Rudi adalah seorang penulis novel yang sedang mengalami kebuntuan ide. Ia merasa bosan dengan rutinitasnya yang monoton dan ingin mencari inspirasi baru untuk karyanya. Ia memutuskan untuk pergi ke sebuah desa terpencil yang terkenal dengan kisah-kisah mistisnya. Ia berharap bahwa ia bisa menemukan bahan cerita yang menarik dan menyeramkan di sana.
Ia menyewa sebuah rumah kosong di pinggir desa yang sudah lama tidak berpenghuni. Rumah itu terlihat tua dan kumuh, tapi Rudi tidak peduli. Ia justru merasa tertantang untuk tinggal di sana. Ia pikir, mungkin ada sesuatu yang aneh atau misterius di rumah itu yang bisa ia jadikan sebagai plot novelnya.
Ia mulai mengeksplorasi rumah itu dari ruang tamu, ruang makan, dapur, kamar tidur, hingga kamar mandi. Ia tidak menemukan apa-apa yang mencurigakan atau menakutkan. Semua tampak normal dan biasa saja. Ia merasa kecewa dan mulai bosan.

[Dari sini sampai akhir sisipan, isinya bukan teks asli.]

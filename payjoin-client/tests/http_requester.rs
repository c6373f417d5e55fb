use std::sync::{Arc, Mutex};
use std::time::Duration;

use http_body_util::{BodyExt, Full};
use hyper::body::{Bytes, Incoming};
use hyper::header::CONTENT_TYPE;
use hyper::server::conn::http1;
use hyper::service::service_fn;
use hyper::{Method, Request, Response, StatusCode};
use hyper_util::rt::TokioIo;
use payjoin_client::bitcoin::Psbt;
use payjoin_client::{
    EndpointError, ErrorCode, HttpRequester, NegotiationParameters, RequestError, Requester, Url,
    MAX_CONTENT_LENGTH,
};
use payjoin_test_utils::{
    init_tracing, BoxError, PARSED_ORIGINAL_PSBT, PARSED_PAYJOIN_PROPOSAL, PAYJOIN_PROPOSAL,
};
use tokio::net::TcpListener;
use tokio::sync::oneshot;

type ServiceError = Box<dyn std::error::Error + Send + Sync>;
type Capture = Arc<Mutex<Option<oneshot::Sender<Received>>>>;

/// The request as the endpoint saw it.
#[derive(Debug)]
struct Received {
    method: Method,
    path_and_query: String,
    content_type: Option<String>,
    body: String,
}

async fn respond(
    req: Request<Incoming>,
    status: StatusCode,
    body: Bytes,
    capture: Capture,
) -> Result<Response<Full<Bytes>>, ServiceError> {
    let (parts, incoming) = req.into_parts();
    let received = incoming.collect().await?.to_bytes();
    let content_type =
        parts.headers.get(CONTENT_TYPE).and_then(|value| value.to_str().ok()).map(str::to_owned);
    let path_and_query = parts.uri.path_and_query().map(|pq| pq.to_string()).unwrap_or_default();
    if let Some(sender) = capture.lock().expect("lock").take() {
        let _ = sender.send(Received {
            method: parts.method,
            path_and_query,
            content_type,
            body: String::from_utf8_lossy(&received).into_owned(),
        });
    }
    Ok(Response::builder()
        .status(status)
        .header(CONTENT_TYPE, "text/plain")
        .body(Full::new(body))?)
}

/// Serve one connection answering every request with `status` and `body`.
async fn serve_once(
    status: StatusCode,
    body: impl Into<Bytes>,
) -> Result<(Url, oneshot::Receiver<Received>), BoxError> {
    let listener = TcpListener::bind("127.0.0.1:0").await?;
    let url = Url::parse(&format!("http://{}/pj", listener.local_addr()?))?;
    let body = body.into();
    let (sender, receiver) = oneshot::channel();
    let capture: Capture = Arc::new(Mutex::new(Some(sender)));
    tokio::spawn(async move {
        let Ok((stream, _)) = listener.accept().await else { return };
        let _ = http1::Builder::new()
            .serve_connection(
                TokioIo::new(stream),
                service_fn(move |req| respond(req, status, body.clone(), capture.clone())),
            )
            .await;
    });
    Ok((url, receiver))
}

fn requester(url: Url) -> Result<HttpRequester, BoxError> {
    let params = NegotiationParameters { protocol_version: Some(1), ..Default::default() };
    Ok(HttpRequester::new(url, params, Duration::from_secs(5))?)
}

fn endpoint_error(result: Result<Psbt, RequestError>) -> EndpointError {
    match result {
        Err(RequestError::Endpoint(e)) => e,
        other => panic!("expected an endpoint error, got {other:?}"),
    }
}

#[tokio::test]
async fn posts_original_and_decodes_proposal() -> Result<(), BoxError> {
    init_tracing();
    let (url, received) = serve_once(StatusCode::OK, PAYJOIN_PROPOSAL).await?;
    let proposal = requester(url)?.request_payjoin(&PARSED_ORIGINAL_PSBT).await?;
    assert_eq!(proposal, *PARSED_PAYJOIN_PROPOSAL);

    let received = received.await?;
    assert_eq!(received.method, Method::POST);
    assert_eq!(received.path_and_query, "/pj?v=1");
    assert_eq!(received.content_type.as_deref(), Some("text/plain"));
    assert_eq!(received.body, PARSED_ORIGINAL_PSBT.to_string());
    Ok(())
}

#[tokio::test]
async fn well_known_error_code() -> Result<(), BoxError> {
    init_tracing();
    let body = r#"{"errorCode": "unavailable", "message": "visit evil.example"}"#;
    let (url, _) = serve_once(StatusCode::BAD_REQUEST, body).await?;
    let error = endpoint_error(requester(url)?.request_payjoin(&PARSED_ORIGINAL_PSBT).await);
    assert_eq!(error.code(), Some(ErrorCode::Unavailable));
    assert_eq!(error.to_string(), "The payjoin endpoint is not available for now.");
    Ok(())
}

#[tokio::test]
async fn malformed_error_body() -> Result<(), BoxError> {
    init_tracing();
    let (url, _) = serve_once(StatusCode::SERVICE_UNAVAILABLE, "<h1>down</h1>").await?;
    let error = endpoint_error(requester(url)?.request_payjoin(&PARSED_ORIGINAL_PSBT).await);
    assert_eq!(error.code(), None);
    assert_eq!(error.to_string(), "Something went wrong when requesting the payjoin endpoint.");
    Ok(())
}

#[tokio::test]
async fn oversized_error_body_is_an_endpoint_error() -> Result<(), BoxError> {
    init_tracing();
    let padding = "x".repeat(MAX_CONTENT_LENGTH);
    let body = format!(r#"{{"errorCode": "unavailable", "padding": "{padding}"}}"#);
    let (url, _) = serve_once(StatusCode::SERVICE_UNAVAILABLE, body).await?;
    let error = endpoint_error(requester(url)?.request_payjoin(&PARSED_ORIGINAL_PSBT).await);
    assert_eq!(error.code(), None);
    Ok(())
}

#[tokio::test]
async fn oversized_proposal_is_rejected() -> Result<(), BoxError> {
    init_tracing();
    let (url, _) = serve_once(StatusCode::OK, vec![b'A'; MAX_CONTENT_LENGTH + 1]).await?;
    let result = requester(url)?.request_payjoin(&PARSED_ORIGINAL_PSBT).await;
    assert!(matches!(result, Err(RequestError::ContentTooLarge)));
    Ok(())
}

#[tokio::test]
async fn undecodable_proposal() -> Result<(), BoxError> {
    init_tracing();
    let (url, _) = serve_once(StatusCode::OK, "not a psbt").await?;
    let result = requester(url)?.request_payjoin(&PARSED_ORIGINAL_PSBT).await;
    assert!(matches!(result, Err(RequestError::Parse)));
    Ok(())
}

#[tokio::test]
async fn empty_proposal() -> Result<(), BoxError> {
    init_tracing();
    let (url, _) = serve_once(StatusCode::OK, "").await?;
    let result = requester(url)?.request_payjoin(&PARSED_ORIGINAL_PSBT).await;
    assert!(matches!(result, Err(RequestError::NoProposal)));
    Ok(())
}

#[tokio::test]
async fn unreachable_endpoint() -> Result<(), BoxError> {
    init_tracing();
    let listener = TcpListener::bind("127.0.0.1:0").await?;
    let url = Url::parse(&format!("http://{}/pj", listener.local_addr()?))?;
    drop(listener);
    let error = endpoint_error(requester(url)?.request_payjoin(&PARSED_ORIGINAL_PSBT).await);
    assert_eq!(error.code(), None);
    Ok(())
}

#[tokio::test]
async fn stalled_endpoint_times_out() -> Result<(), BoxError> {
    init_tracing();
    let listener = TcpListener::bind("127.0.0.1:0").await?;
    let url = Url::parse(&format!("http://{}/pj", listener.local_addr()?))?;
    tokio::spawn(async move {
        let Ok((stream, _)) = listener.accept().await else { return };
        tokio::time::sleep(Duration::from_secs(10)).await;
        drop(stream);
    });
    let requester =
        HttpRequester::new(url, NegotiationParameters::default(), Duration::from_millis(200))?;
    let error = endpoint_error(requester.request_payjoin(&PARSED_ORIGINAL_PSBT).await);
    assert_eq!(error.code(), None);
    Ok(())
}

Ia kemudian melihat ada sebuah pintu yang tertutup rapat di ujung koridor. Ia penasaran dan mendekati pintu itu. Ia mencoba membukanya, tapi ternyata terkunci dari dalam. Ia merasa ada sesuatu yang disembunyikan di balik pintu itu. Ia mencari-cari kunci yang mungkin ada di rumah itu, tapi tidak menemukannya.
Ia akhirnya memutuskan untuk memaksa membuka pintu itu dengan menggunakan sebuah linggis yang ia temukan di gudang. Ia memukul-mukul pintu itu dengan keras hingga akhirnya terbuka. Ia melihat ada sebuah tangga yang menuju ke bawah tanah. Ia merasa ada aura gelap dan dingin yang keluar dari lubang tangga itu.

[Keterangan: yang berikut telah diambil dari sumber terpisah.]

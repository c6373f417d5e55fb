//! Drive one payjoin negotiation end to end.

use std::time::Duration;

use bitcoin::{ScriptBuf, Transaction};
pub use error::{BuildClientError, Error};

use crate::config::ClientConfig;
use crate::into_url::{IntoUrl, IntoUrlSealed};
use crate::params::NegotiationParameters;
use crate::psbt::PsbtExt;
use crate::requester::{HttpRequester, Requester};
use crate::script_type::FeeEstimation;
use crate::send::{OriginalPsbt, PsbtContext};
use crate::wallet::Wallet;

mod error;

const DEFAULT_FALLBACK_DELAY: Duration = Duration::from_secs(120);
const DEFAULT_REQUEST_TIMEOUT: Duration = Duration::from_secs(30);

/// A BIP 78 sender paying `payee` from `wallet`.
///
/// Every call to [`Client::run`] is a separate negotiation, the client keeps no state between
/// them.
pub struct Client<W, R = HttpRequester> {
    wallet: W,
    requester: R,
    payee: ScriptBuf,
    params: NegotiationParameters,
    fallback_delay: Duration,
    fee_estimation: FeeEstimation,
}

impl<W: Wallet> Client<W, HttpRequester> {
    /// Negotiate with the BIP 78 endpoint at `endpoint` over HTTP.
    ///
    /// `payee` is the script of the output paying the receiver in the wallet's original PSBT.
    pub fn new(
        wallet: W,
        endpoint: impl IntoUrl,
        payee: ScriptBuf,
        params: NegotiationParameters,
    ) -> Result<Self, BuildClientError> {
        let requester = HttpRequester::new(endpoint.into_url()?, params, DEFAULT_REQUEST_TIMEOUT)?;
        Ok(Self::with_requester(wallet, requester, payee, params))
    }

    pub fn from_config(
        wallet: W,
        payee: ScriptBuf,
        config: &ClientConfig,
    ) -> Result<Self, BuildClientError> {
        let endpoint = (&config.endpoint).into_url()?;
        let requester = HttpRequester::new(endpoint, config.params, config.request_timeout)?;
        Ok(Self::with_requester(wallet, requester, payee, config.params)
            .fallback_delay(config.fallback_delay)
            .fee_estimation(config.fee_estimation))
    }
}

impl<W: Wallet, R: Requester> Client<W, R> {
    /// Negotiate through a custom transport.
    pub fn with_requester(
        wallet: W,
        requester: R,
        payee: ScriptBuf,
        params: NegotiationParameters,
    ) -> Self {
        Self {
            wallet,
            requester,
            payee,
            params,
            fallback_delay: DEFAULT_FALLBACK_DELAY,
            fee_estimation: FeeEstimation::default(),
        }
    }

    /// Delay before the original transaction is re-broadcast after a successful payjoin.
    pub fn fallback_delay(mut self, delay: Duration) -> Self {
        self.fallback_delay = delay;
        self
    }

    /// Input sizes used to bound what the receiver may take from the fee output.
    pub fn fee_estimation(mut self, fee_estimation: FeeEstimation) -> Self {
        self.fee_estimation = fee_estimation;
        self
    }

    /// Run the negotiation until either the payjoin or the original transaction is broadcast.
    ///
    /// Once the original transaction has been extracted, any failure broadcasts it before the
    /// error is returned. After a successful payjoin broadcast the original is scheduled with the
    /// wallet in case the payjoin never confirms.
    pub async fn run(&self) -> Result<(), Error> {
        let wallet_psbt = self.wallet.original_psbt().await.map_err(Error::Wallet)?;
        let original = OriginalPsbt::new(wallet_psbt)?;
        let original_tx = original.transaction().clone();
        tracing::debug!("Extracted original transaction {}", original_tx.compute_txid());

        match self.negotiate(original).await {
            Ok(payjoin_tx) => {
                tracing::info!("Broadcast payjoin transaction {}", payjoin_tx.compute_txid());
                self.wallet.schedule_broadcast_tx(original_tx, self.fallback_delay);
                Ok(())
            }
            Err(e) => {
                tracing::warn!("Payjoin failed, broadcasting the original transaction: {e}");
                match self.wallet.broadcast_tx(&original_tx).await {
                    Ok(()) => tracing::info!(
                        "Broadcast original transaction {}",
                        original_tx.compute_txid()
                    ),
                    Err(broadcast_error) => tracing::warn!(
                        "Broadcast of the original transaction failed: {broadcast_error}"
                    ),
                }
                Err(e)
            }
        }
    }

    async fn negotiate(&self, original: OriginalPsbt) -> Result<Transaction, Error> {
        let context =
            PsbtContext::new(original, self.payee.clone(), &self.params, self.fee_estimation)?;
        tracing::debug!("Original PSBT spends {} inputs", context.input_type());

        let proposal = self.requester.request_payjoin(&context.sanitized_psbt()).await?;
        tracing::debug!("Received proposal with {} inputs", proposal.unsigned_tx.input.len());
        let proposal = context.process_proposal(proposal)?;

        let signed = self.wallet.sign_psbt(proposal).await.map_err(Error::Wallet)?;
        let payjoin_tx = signed
            .extract_final_tx()
            .map_err(|not_finalized| Error::SignedNotFinalized { index: not_finalized.index })?;
        self.wallet.broadcast_tx(&payjoin_tx).await.map_err(Error::Broadcast)?;
        Ok(payjoin_tx)
    }
}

Ia mengambil senter dari tasnya dan mulai turun ke bawah tanah. Ia tidak tahu apa yang akan ia temukan di sana, tapi ia berani mengambil risiko demi novelnya. Ia berpikir, mungkin ini adalah rahasia besar yang ada di rumah ini.

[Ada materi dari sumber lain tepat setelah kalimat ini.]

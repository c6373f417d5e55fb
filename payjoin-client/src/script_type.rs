use std::fmt;

use bitcoin::Weight;
use serde::{Deserialize, Serialize};

/// How the spending conditions of an input are encoded.
#[derive(Debug, Copy, Clone, Eq, PartialEq, Hash)]
pub enum ScriptType {
    /// P2PKH, or P2SH wrapping something other than a witness program.
    Legacy,
    /// Native P2WPKH.
    Segwit,
    /// P2WPKH nested in P2SH.
    SegwitP2SH,
    Unsupported,
}

impl ScriptType {
    /// Only the two segwit variants may fund the sender's side of a payjoin.
    pub fn is_supported_sender_type(self) -> bool {
        matches!(self, ScriptType::Segwit | ScriptType::SegwitP2SH)
    }
}

impl fmt::Display for ScriptType {
    fn fmt(&self, f: &mut fmt::Formatter<'_>) -> fmt::Result {
        match self {
            ScriptType::Legacy => write!(f, "legacy"),
            ScriptType::Segwit => write!(f, "segwit"),
            ScriptType::SegwitP2SH => write!(f, "segwit-p2sh"),
            ScriptType::Unsupported => write!(f, "unsupported"),
        }
    }
}

/// Approximate virtual sizes used to bound what a receiver may charge for its inputs.
///
/// These only feed fee heuristics. They are not exact size accounting.
#[derive(Debug, Copy, Clone, Eq, PartialEq, Serialize, Deserialize)]
#[serde(default)]
pub struct FeeEstimation {
    pub legacy_vb: u64,
    pub segwit_vb: u64,
    pub segwit_p2sh_vb: u64,
    pub unknown_vb: u64,
    /// Extra vbytes allowed per proposal input for signature size variance.
    pub tolerance_vb_per_input: u64,
}

impl Default for FeeEstimation {
    fn default() -> Self {
        Self {
            legacy_vb: 148,
            segwit_vb: 68,
            segwit_p2sh_vb: 91,
            unknown_vb: 110,
            tolerance_vb_per_input: 2,
        }
    }
}

impl FeeEstimation {
    pub fn input_vsize(&self, script_type: ScriptType) -> u64 {
        match script_type {
            ScriptType::Legacy => self.legacy_vb,
            ScriptType::Segwit => self.segwit_vb,
            ScriptType::SegwitP2SH => self.segwit_p2sh_vb,
            ScriptType::Unsupported => self.unknown_vb,
        }
    }

    /// Weight the receiver's contributed inputs are expected to add, including the per-input
    /// tolerance over all `proposal_input_count` inputs.
    pub(crate) fn contribution_weight(
        &self,
        new_inputs: impl IntoIterator<Item = ScriptType>,
        proposal_input_count: usize,
    ) -> Weight {
        let inputs_vb = new_inputs
            .into_iter()
            .fold(0u64, |total, ty| total.saturating_add(self.input_vsize(ty)));
        let tolerance_vb = self.tolerance_vb_per_input.saturating_mul(proposal_input_count as u64);
        Weight::from_vb(inputs_vb.saturating_add(tolerance_vb)).unwrap_or(Weight::MAX)
    }
}

#[cfg(test)]
mod test {
    use super::*;

    #[test]
    fn default_vsizes() {
        let estimation = FeeEstimation::default();
        assert_eq!(estimation.input_vsize(ScriptType::Legacy), 148);
        assert_eq!(estimation.input_vsize(ScriptType::Segwit), 68);
        assert_eq!(estimation.input_vsize(ScriptType::SegwitP2SH), 91);
        assert_eq!(estimation.input_vsize(ScriptType::Unsupported), 110);
    }

    #[test]
    fn contribution_weight_adds_tolerance_for_every_input() {
        let estimation = FeeEstimation::default();
        let weight = estimation.contribution_weight([ScriptType::Segwit], 2);
        assert_eq!(weight, Weight::from_vb_unchecked(68 + 2 * 2));
        assert_eq!(estimation.contribution_weight([], 0), Weight::ZERO);
    }

    #[test]
    fn oversized_estimation_saturates() {
        let estimation = FeeEstimation {
            segwit_vb: u64::MAX / 2,
            tolerance_vb_per_input: u64::MAX,
            ..Default::default()
        };
        assert_eq!(estimation.contribution_weight([ScriptType::Segwit], 1), Weight::MAX);
        let estimation = FeeEstimation { segwit_vb: u64::MAX / 4 + 1, ..Default::default() };
        assert_eq!(estimation.contribution_weight([ScriptType::Segwit], 0), Weight::MAX);
    }

    #[test]
    fn only_segwit_variants_are_supported_for_the_sender() {
        assert!(ScriptType::Segwit.is_supported_sender_type());
        assert!(ScriptType::SegwitP2SH.is_supported_sender_type());
        assert!(!ScriptType::Legacy.is_supported_sender_type());
        assert!(!ScriptType::Unsupported.is_supported_sender_type());
    }

    #[test]
    fn partial_estimation_config_keeps_defaults() -> Result<(), serde_json::Error> {
        let estimation: FeeEstimation = serde_json::from_str(r#"{"segwit_vb": 70}"#)?;
        assert_eq!(estimation, FeeEstimation { segwit_vb: 70, ..Default::default() });
        Ok(())
    }
}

Ia sampai di dasar tangga dan melihat ada sebuah ruangan besar yang gelap gulita. Ia menyalakan senternya dan menyinari sekeliling ruangan itu. Ia terkejut dan ngeri melihat apa yang ada di sana.
Di ruangan itu, ada puluhan mayat manusia yang sudah membusuk dan berserakan di lantai. Mayat-mayat itu tampak mengenaskan dengan luka-luka yang berdarah dan tubuh-tubuh yang cacat. Beberapa mayat bahkan sudah tidak memiliki kepala atau anggota tubuh lainnya.
Rudi merasa mual dan ingin muntah melihat pemandangan mengerikan itu. Ia bertanya-tanya siapa yang telah melakukan hal ini dan apa motifnya. Apakah ini adalah hasil dari pembunuhan massal atau ritual sesat? Apakah ini adalah rahasia gelap yang disembunyikan oleh pemilik rumah ini?
Ia ingin segera keluar dari ruangan itu dan melaporkan hal ini ke polisi. Ia berbalik dan berlari menuju tangga. Namun, sebelum ia bisa naik ke atas, ia mendengar suara langkah kaki yang mendekat dari belakang.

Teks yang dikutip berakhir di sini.